Inflation under President Joe Biden reached a record-high 8.6 percent in May, with the USDA forecasting food price increases as high as 20.5 percent. Consumers looking to indulge in a sugary sweet can expect to pay around 6 percent more than last year. Baked good prices are up at least a percent more. Steak and lobster is running 6 to 8 percent more.
The White House has maintained that inflation is due to pandemic-related supply chain issues.

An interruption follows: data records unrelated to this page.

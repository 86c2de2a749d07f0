//! Interactive terminal loop.
//!
//! Takes input lines from a channel, turns them into controller intents, and
//! renders controller events as they arrive. Typed lines double as the speech
//! transcript while the microphone is on.

use std::io::{BufRead, Write};
use std::sync::Arc;

use thiserror::Error;
use tokio::sync::broadcast::{self, error::RecvError, error::TryRecvError};
use tokio::sync::mpsc;
use tracing::{debug, warn};

use yojana_chat::{BufferedSpeechInput, ChatError, ChatEvent, ConversationController, PendingReply};
use yojana_core::DictionaryTranslator;

use crate::render;

#[derive(Debug, Error)]
pub enum ReplError {
    #[error("Terminal I/O error: {0}")]
    Io(#[from] std::io::Error),

    #[error("Event encoding error: {0}")]
    Json(#[from] serde_json::Error),
}

/// Lines buffered between the stdin thread and the loop.
const INPUT_CHANNEL_CAPACITY: usize = 16;

/// Read stdin on a dedicated thread and forward each line.
///
/// The channel closes at end of input. A blocking read on this thread never
/// holds up runtime shutdown.
pub fn spawn_stdin_reader() -> mpsc::Receiver<String> {
    let (tx, rx) = mpsc::channel(INPUT_CHANNEL_CAPACITY);
    std::thread::spawn(move || {
        for line in std::io::stdin().lock().lines() {
            let line = match line {
                Ok(line) => line,
                Err(e) => {
                    warn!(error = %e, "Failed to read stdin");
                    break;
                }
            };
            if tx.blocking_send(line).is_err() {
                break;
            }
        }
        debug!("Stdin reader finished");
    });
    rx
}

/// One parsed input line.
#[derive(Debug, Clone, PartialEq, Eq)]
pub enum Command {
    /// Free text, kept as typed. Blank sends the input buffer.
    Send(String),
    Mic,
    Mute,
    /// Zero-based suggested question index.
    Ask(usize),
    Questions,
    Lang(Option<String>),
    History,
    Help,
    Quit,
    Invalid(String),
}

impl Command {
    pub fn parse(line: &str) -> Self {
        let trimmed = line.trim();
        let Some(rest) = trimmed.strip_prefix('/') else {
            return Command::Send(line.to_string());
        };
        let mut parts = rest.splitn(2, char::is_whitespace);
        let name = parts.next().unwrap_or_default().to_ascii_lowercase();
        let arg = parts.next().map(str::trim).filter(|a| !a.is_empty());

        match name.as_str() {
            "mic" => Command::Mic,
            "mute" => Command::Mute,
            "ask" => match arg.and_then(|a| a.parse::<usize>().ok()) {
                Some(n) if n >= 1 => Command::Ask(n - 1),
                _ => Command::Invalid("usage: /ask <number>".to_string()),
            },
            "questions" => Command::Questions,
            "lang" => Command::Lang(arg.map(str::to_string)),
            "history" => Command::History,
            "help" | "?" => Command::Help,
            "quit" | "exit" => Command::Quit,
            other => Command::Invalid(format!("unknown command '/{}', try /help", other)),
        }
    }
}

/// Whether the loop keeps going after a line.
#[derive(Debug, Clone, Copy, PartialEq, Eq)]
pub enum Flow {
    Continue,
    Quit,
}

enum Input {
    Line(Option<String>),
    Event(Result<ChatEvent, RecvError>),
}

pub struct Repl<W: Write> {
    controller: ConversationController,
    translator: DictionaryTranslator,
    speech_in: Option<Arc<BufferedSpeechInput>>,
    events: broadcast::Receiver<ChatEvent>,
    pending: Option<PendingReply>,
    json_events: bool,
    // Display state, following the event stream.
    listening: bool,
    input: String,
    out: W,
}

impl<W: Write> Repl<W> {
    /// `speech_in` is the buffer typed lines are pushed into while listening.
    pub fn new(
        controller: ConversationController,
        translator: DictionaryTranslator,
        speech_in: Option<Arc<BufferedSpeechInput>>,
        out: W,
    ) -> Self {
        let events = controller.subscribe();
        Self {
            controller,
            translator,
            speech_in,
            events,
            pending: None,
            json_events: false,
            listening: false,
            input: String::new(),
            out,
        }
    }

    pub fn json_events(mut self, enabled: bool) -> Self {
        self.json_events = enabled;
        self
    }

    #[cfg(test)]
    pub fn controller(&self) -> &ConversationController {
        &self.controller
    }

    #[cfg(test)]
    pub fn output(&self) -> &W {
        &self.out
    }

    /// Print the title, advisory, existing messages, and suggestions.
    pub fn banner(&mut self) -> Result<(), ReplError> {
        self.say(render::header(&self.translator))?;
        self.say(render::intro(&self.translator))?;
        if let Some(line) = render::advisory(&self.translator, self.controller.capabilities()) {
            self.say(line)?;
        }
        self.say("")?;
        for message in self.controller.messages() {
            self.say(render::message(&message))?;
        }
        self.say("")?;
        self.say(render::questions(&self.translator))?;
        self.say(render::prompt_hint(&self.translator))?;
        Ok(())
    }

    /// Act on one input line.
    pub fn handle_line(&mut self, line: &str) -> Result<Flow, ReplError> {
        let command = Command::parse(line);
        debug!(?command, "Input line");

        match command {
            Command::Send(text) if self.controller.is_listening() => {
                if let Some(ref speech) = self.speech_in {
                    if speech.push_transcript(&text) {
                        self.controller.sync_transcript();
                    }
                }
            }
            Command::Send(text) => {
                let sent = self.controller.send(Some(&text));
                self.track(sent)?;
            }
            Command::Mic => {
                if let Err(e) = self.controller.toggle_listening() {
                    self.report(e)?;
                }
            }
            Command::Mute => {
                self.controller.toggle_mute();
            }
            Command::Ask(index) => {
                let sent = self.controller.ask_suggested(index);
                self.track(sent)?;
            }
            Command::Questions => self.say(render::questions(&self.translator))?,
            Command::Lang(None) => self.say(render::languages(&self.translator))?,
            Command::Lang(Some(id)) => match self.translator.set_language(&id) {
                Ok(lang) => {
                    self.controller.set_language(lang);
                    self.say(render::header(&self.translator))?;
                }
                Err(e) => self.say(format!("error: {}", e))?,
            },
            Command::History => {
                for message in self.controller.messages() {
                    self.say(render::message(&message))?;
                }
            }
            Command::Help => self.say(render::help())?,
            Command::Quit => return Ok(Flow::Quit),
            Command::Invalid(msg) => self.say(msg)?,
        }
        Ok(Flow::Continue)
    }

    /// Render one controller event.
    pub fn handle_event(&mut self, event: &ChatEvent) -> Result<(), ReplError> {
        if self.json_events {
            let line = serde_json::to_string(event)?;
            return self.say(line);
        }

        match event {
            ChatEvent::MessageAppended { message } => self.say(render::message(message)),
            ChatEvent::ProcessingChanged { processing: true } => self.say(render::processing()),
            ChatEvent::ProcessingChanged { processing: false } => Ok(()),
            ChatEvent::InputChanged { text } => {
                self.input = text.clone();
                if self.listening && !text.is_empty() {
                    self.say(render::listening(&self.translator, text))
                } else {
                    Ok(())
                }
            }
            ChatEvent::ListeningChanged { listening } => {
                self.listening = *listening;
                self.say(render::mic_status(&self.translator, *listening))?;
                if !self.listening && !self.input.is_empty() {
                    let line = render::pending_input(&self.translator, &self.input);
                    self.say(line)?;
                }
                Ok(())
            }
            ChatEvent::MuteChanged { muted } => {
                self.say(render::mute_status(&self.translator, *muted))
            }
            ChatEvent::ReplyCancelled => self.say("(reply cancelled)"),
        }
    }

    /// Render every event already queued.
    pub fn drain_events(&mut self) -> Result<(), ReplError> {
        loop {
            match self.events.try_recv() {
                Ok(event) => self.handle_event(&event)?,
                Err(TryRecvError::Lagged(skipped)) => {
                    warn!(skipped, "Terminal fell behind conversation events");
                }
                Err(TryRecvError::Empty) | Err(TryRecvError::Closed) => return Ok(()),
            }
        }
    }

    /// Wait for the in-flight reply, if any, and render what it produced.
    pub async fn finish_pending(&mut self) -> Result<(), ReplError> {
        if let Some(pending) = self.pending.take() {
            if let Err(e) = pending.wait().await {
                warn!(error = %e, "Reply task failed");
            }
        }
        self.drain_events()
    }

    /// Run until `/quit` or until `lines` closes.
    ///
    /// When input closes the in-flight reply is awaited so piped questions
    /// still get their answer.
    pub async fn run(&mut self, mut lines: mpsc::Receiver<String>) -> Result<(), ReplError> {
        loop {
            let input = tokio::select! {
                line = lines.recv() => Input::Line(line),
                event = self.events.recv() => Input::Event(event),
            };

            match input {
                Input::Line(line) => match line {
                    Some(line) => {
                        if self.handle_line(&line)? == Flow::Quit {
                            break;
                        }
                    }
                    None => {
                        debug!("Input closed");
                        self.finish_pending().await?;
                        break;
                    }
                },
                Input::Event(Ok(event)) => self.handle_event(&event)?,
                Input::Event(Err(RecvError::Lagged(skipped))) => {
                    warn!(skipped, "Terminal fell behind conversation events");
                }
                Input::Event(Err(RecvError::Closed)) => break,
            }
        }
        self.drain_events()
    }

    /// Cancel any pending reply and release the speech adapters.
    pub fn shutdown(&mut self) -> Result<(), ReplError> {
        self.controller.shutdown();
        self.pending = None;
        self.drain_events()
    }

    fn track(
        &mut self,
        sent: std::result::Result<Option<PendingReply>, ChatError>,
    ) -> Result<(), ReplError> {
        match sent {
            Ok(Some(pending)) => {
                self.pending = Some(pending);
                Ok(())
            }
            Ok(None) => Ok(()),
            Err(e) => self.report(e),
        }
    }

    fn report(&mut self, err: ChatError) -> Result<(), ReplError> {
        match err {
            ChatError::VoiceUnavailable(_) => {
                let line = render::advisory(&self.translator, self.controller.capabilities())
                    .unwrap_or_else(|| format!("error: {}", err));
                self.say(line)
            }
            ChatError::SuggestionOutOfRange { len, .. } => {
                self.say(format!("usage: /ask <1-{}>", len))
            }
            other => self.say(format!("error: {}", other)),
        }
    }

    fn say(&mut self, line: impl AsRef<str>) -> Result<(), ReplError> {
        writeln!(self.out, "{}", line.as_ref())?;
        self.out.flush()?;
        Ok(())
    }
}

In a speech last week, Biden shared thoughts about the global economy.
“America can tackle inflation from a position of strength unlike any other country in the world, because every country in the world is getting a big bite and piece of this inflation—worse than we are in the vast majority of countries around the world,” Biden said.
Economists at the Federal Reserve Bank of San Francisco believe Biden’s COVID-19 stimulus packages played a large role in American inflation outpacing rates in Europe, where such policies were far less extensive. Former Obama economic advisers have also said Biden bears responsibility for rising prices.
Ahead of Father’s Day, expect dad’s beer to cost around 5 percent more, his cigars 5 percent more, and his dry-cleaning 10 percent more. Letting him off his lawn care duties for the weekend and paying someone else will cost a whopping 22.4 percent more than last year.
Splurging on a weekend getaway will cost travelers more than it ever has. Gas prices have reached their highest ever, hitting $5.00 for the national average last week. Airline ticket prices have followed suit, rising almost 25 percent. Hotels and restaurants cost 8.3 percent more, and labor shortages are expected to persist.
Luxury and leather goods have also seen a persistent price increase trend throughout the COVID-19 pandemic. One Louis Vuitton style’s price has almost doubled, and Chanel’s iconic flap bag has gone up $2,000 in just over a year. Both companies cite material and labor shortages. Clothing inflation rates rose to 7.2 percent in March.